> _Material for the task_

%%

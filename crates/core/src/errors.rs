use thiserror::Error;

use crate::domain::product::ProductId;
use crate::inventory::{InventoryAction, Role};

#[derive(Clone, Debug, Error, PartialEq, Eq)]
pub enum DomainError {
    #[error("role `{role}` may not {action}")]
    Forbidden { role: Role, action: InventoryAction },
    #[error("stock for product {product_id} cannot drop below zero (current {current}, change {change})")]
    NegativeStock { product_id: ProductId, current: u32, change: i64 },
    #[error("at most {max} products can be compared at a time")]
    ComparisonLimit { max: usize },
    #[error("select at least {min} products to compare (have {selected})")]
    NotEnoughToCompare { min: usize, selected: usize },
    #[error("invalid price range `{0}` (expected `min-max`, `min-+` or `min+`)")]
    InvalidPriceRange(String),
    #[error("invalid product: {0}")]
    InvalidProduct(String),
    #[error("product {0} not found")]
    ProductNotFound(ProductId),
    #[error("domain invariant violation: {0}")]
    InvariantViolation(String),
}

#[derive(Clone, Debug, Error, PartialEq, Eq)]
pub enum ApplicationError {
    #[error(transparent)]
    Domain(#[from] DomainError),
    #[error("persistence failure: {0}")]
    Persistence(String),
    #[error("integration failure: {0}")]
    Integration(String),
    #[error("configuration failure: {0}")]
    Configuration(String),
}

#[derive(Clone, Debug, Error, PartialEq, Eq)]
pub enum InterfaceError {
    #[error("bad request: {message}")]
    BadRequest { message: String, correlation_id: String },
    #[error("forbidden: {message}")]
    Forbidden { message: String, correlation_id: String },
    #[error("service unavailable: {message}")]
    ServiceUnavailable { message: String, correlation_id: String },
    #[error("internal error: {message}")]
    Internal { message: String, correlation_id: String },
}

impl InterfaceError {
    pub fn user_message(&self) -> &'static str {
        match self {
            Self::BadRequest { .. } => {
                "The request could not be processed. Check inputs and try again."
            }
            Self::Forbidden { .. } => "You do not have permission to perform this action.",
            Self::ServiceUnavailable { .. } => {
                "The service is temporarily unavailable. Please retry shortly."
            }
            Self::Internal { .. } => "An unexpected internal error occurred.",
        }
    }

    pub fn error_class(&self) -> &'static str {
        match self {
            Self::BadRequest { .. } => "bad_request",
            Self::Forbidden { .. } => "forbidden",
            Self::ServiceUnavailable { .. } => "service_unavailable",
            Self::Internal { .. } => "internal",
        }
    }
}

impl ApplicationError {
    pub fn into_interface(self, correlation_id: impl Into<String>) -> InterfaceError {
        let correlation_id = correlation_id.into();
        let mut mapped = InterfaceError::from(self);
        match &mut mapped {
            InterfaceError::BadRequest { correlation_id: id, .. }
            | InterfaceError::Forbidden { correlation_id: id, .. }
            | InterfaceError::ServiceUnavailable { correlation_id: id, .. }
            | InterfaceError::Internal { correlation_id: id, .. } => *id = correlation_id,
        }
        mapped
    }
}

impl From<ApplicationError> for InterfaceError {
    fn from(value: ApplicationError) -> Self {
        match value {
            ApplicationError::Domain(error @ DomainError::Forbidden { .. }) => Self::Forbidden {
                message: error.to_string(),
                correlation_id: "unassigned".to_owned(),
            },
            ApplicationError::Domain(error) => Self::BadRequest {
                message: error.to_string(),
                correlation_id: "unassigned".to_owned(),
            },
            ApplicationError::Persistence(message) | ApplicationError::Integration(message) => {
                Self::ServiceUnavailable { message, correlation_id: "unassigned".to_owned() }
            }
            ApplicationError::Configuration(message) => {
                Self::Internal { message, correlation_id: "unassigned".to_owned() }
            }
        }
    }
}

#[cfg(test)]
mod tests {
    use crate::domain::product::ProductId;
    use crate::errors::{ApplicationError, DomainError, InterfaceError};
    use crate::inventory::{InventoryAction, Role};

    #[test]
    fn domain_error_maps_to_bad_request_interface_error() {
        let interface = ApplicationError::from(DomainError::NegativeStock {
            product_id: ProductId(7),
            current: 1,
            change: -3,
        })
        .into_interface("req-1");

        assert!(matches!(
            interface,
            InterfaceError::BadRequest {
                ref correlation_id,
                ..
            } if correlation_id == "req-1"
        ));
        assert_eq!(interface.error_class(), "bad_request");
    }

    #[test]
    fn forbidden_role_maps_to_forbidden_interface_error() {
        let interface = ApplicationError::from(DomainError::Forbidden {
            role: Role::Staff,
            action: InventoryAction::DeleteProduct,
        })
        .into_interface("req-2");

        assert!(matches!(interface, InterfaceError::Forbidden { ref message, .. }
            if message.contains("staff") && message.contains("delete products")));
        assert_eq!(
            interface.user_message(),
            "You do not have permission to perform this action."
        );
    }

    #[test]
    fn persistence_error_maps_to_service_unavailable() {
        let interface = ApplicationError::Persistence("local store unreadable".to_owned())
            .into_interface("req-3");

        assert!(matches!(interface, InterfaceError::ServiceUnavailable { .. }));
        assert_eq!(
            interface.user_message(),
            "The service is temporarily unavailable. Please retry shortly."
        );
    }

    #[test]
    fn configuration_error_maps_to_internal() {
        let interface =
            ApplicationError::Configuration("invalid base url".to_owned()).into_interface("req-4");

        assert!(matches!(interface, InterfaceError::Internal { .. }));
        assert_eq!(interface.user_message(), "An unexpected internal error occurred.");
    }
}
//! Sales reporting: per-product stats, income over time and stock movement.

pub mod income;
pub mod products;
pub mod stats;

pub use income::{aggregate, Bucket, IncomeReport, Period, PeriodSelector, WEEKDAY_LABELS};
pub use products::{
    fast_moving, low_stock, sales_since, slow_moving, top_sellers, ProductSales,
    DEFAULT_LOW_STOCK_THRESHOLD, DEFAULT_MOVEMENT_LIMIT, DEFAULT_TOP_SELLER_LIMIT,
};
pub use stats::{sales_stats_by_product, SalesStats};
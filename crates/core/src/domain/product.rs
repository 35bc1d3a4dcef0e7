use std::collections::BTreeMap;
use std::fmt;

use rust_decimal::Decimal;
use serde::{Deserialize, Serialize};

use crate::domain::lenient;
use crate::errors::DomainError;

#[derive(Clone, Copy, Debug, PartialEq, Eq, PartialOrd, Ord, Hash, Serialize, Deserialize)]
#[serde(transparent)]
pub struct ProductId(pub u64);

impl fmt::Display for ProductId {
    fn fmt(&self, f: &mut fmt::Formatter<'_>) -> fmt::Result {
        write!(f, "{}", self.0)
    }
}

#[derive(Clone, Debug, PartialEq, Serialize, Deserialize)]
pub struct Product {
    pub id: ProductId,
    pub name: String,
    #[serde(default)]
    pub brand: String,
    #[serde(default)]
    pub category: String,
    #[serde(
        default,
        serialize_with = "rust_decimal::serde::float::serialize",
        deserialize_with = "lenient::decimal"
    )]
    pub price: Decimal,
    #[serde(default, deserialize_with = "lenient::count")]
    pub quantity: u32,
    #[serde(default)]
    pub specs: BTreeMap<String, String>,
    #[serde(default, skip_serializing_if = "Option::is_none")]
    pub description: Option<String>,
}

impl Product {
    /// Same rules as [`NewProduct::validate`], applied to a stored product.
    pub fn validate(&self) -> Result<(), DomainError> {
        validate_fields(&self.name, &self.brand, &self.category, self.price)
    }

    /// Returns the spec value when present and not blank.
    pub fn spec(&self, key: &str) -> Option<&str> {
        self.specs.get(key).map(String::as_str).filter(|value| !value.trim().is_empty())
    }
}

/// Product fields supplied by an administrator before an id is assigned.
#[derive(Clone, Debug, PartialEq, Serialize, Deserialize)]
pub struct NewProduct {
    pub name: String,
    pub brand: String,
    pub category: String,
    #[serde(serialize_with = "rust_decimal::serde::float::serialize")]
    pub price: Decimal,
    pub quantity: u32,
    #[serde(default)]
    pub specs: BTreeMap<String, String>,
    #[serde(default, skip_serializing_if = "Option::is_none")]
    pub description: Option<String>,
}

impl NewProduct {
    pub fn validate(&self) -> Result<(), DomainError> {
        validate_fields(&self.name, &self.brand, &self.category, self.price)
    }

    pub fn with_id(self, id: ProductId) -> Product {
        Product {
            id,
            name: self.name,
            brand: self.brand,
            category: self.category,
            price: self.price,
            quantity: self.quantity,
            specs: self.specs,
            description: self.description,
        }
    }
}

/// Changes an administrator makes to an existing product. `None` keeps the
/// current value. Spec entries are merged; a blank value removes the key.
#[derive(Clone, Debug, Default, PartialEq, Serialize, Deserialize)]
pub struct ProductPatch {
    pub name: Option<String>,
    pub brand: Option<String>,
    pub category: Option<String>,
    pub price: Option<Decimal>,
    pub quantity: Option<u32>,
    pub description: Option<String>,
    #[serde(default)]
    pub specs: BTreeMap<String, String>,
}

impl ProductPatch {
    pub fn is_empty(&self) -> bool {
        *self == Self::default()
    }

    pub fn apply_to(self, product: &Product) -> Product {
        let mut edited = product.clone();
        if let Some(name) = self.name {
            edited.name = name;
        }
        if let Some(brand) = self.brand {
            edited.brand = brand;
        }
        if let Some(category) = self.category {
            edited.category = category;
        }
        if let Some(price) = self.price {
            edited.price = price;
        }
        if let Some(quantity) = self.quantity {
            edited.quantity = quantity;
        }
        if let Some(description) = self.description {
            edited.description = Some(description).filter(|text| !text.trim().is_empty());
        }
        for (key, value) in self.specs {
            if value.trim().is_empty() {
                edited.specs.remove(&key);
            } else {
                edited.specs.insert(key, value);
            }
        }
        edited
    }
}

fn validate_fields(
    name: &str,
    brand: &str,
    category: &str,
    price: Decimal,
) -> Result<(), DomainError> {
    for (field, value) in [("name", name), ("brand", brand), ("category", category)] {
        if value.trim().is_empty() {
            return Err(DomainError::InvalidProduct(format!("{field} must not be empty")));
        }
    }

    if price.is_sign_negative() {
        return Err(DomainError::InvalidProduct("price must not be negative".to_string()));
    }

    Ok(())
}

/// Next free id: one past the largest id in the catalog.
pub fn next_product_id(products: &[Product]) -> ProductId {
    ProductId(products.iter().map(|product| product.id.0).max().unwrap_or(0) + 1)
}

%%

> _Brief_
Copy out each line of the data that has the word "float" in it.

> _Exercise response_
        serialize_with = "rust_decimal::serde::float::serialize",
    #[serde(serialize_with = "rust_decimal::serde::float::serialize")]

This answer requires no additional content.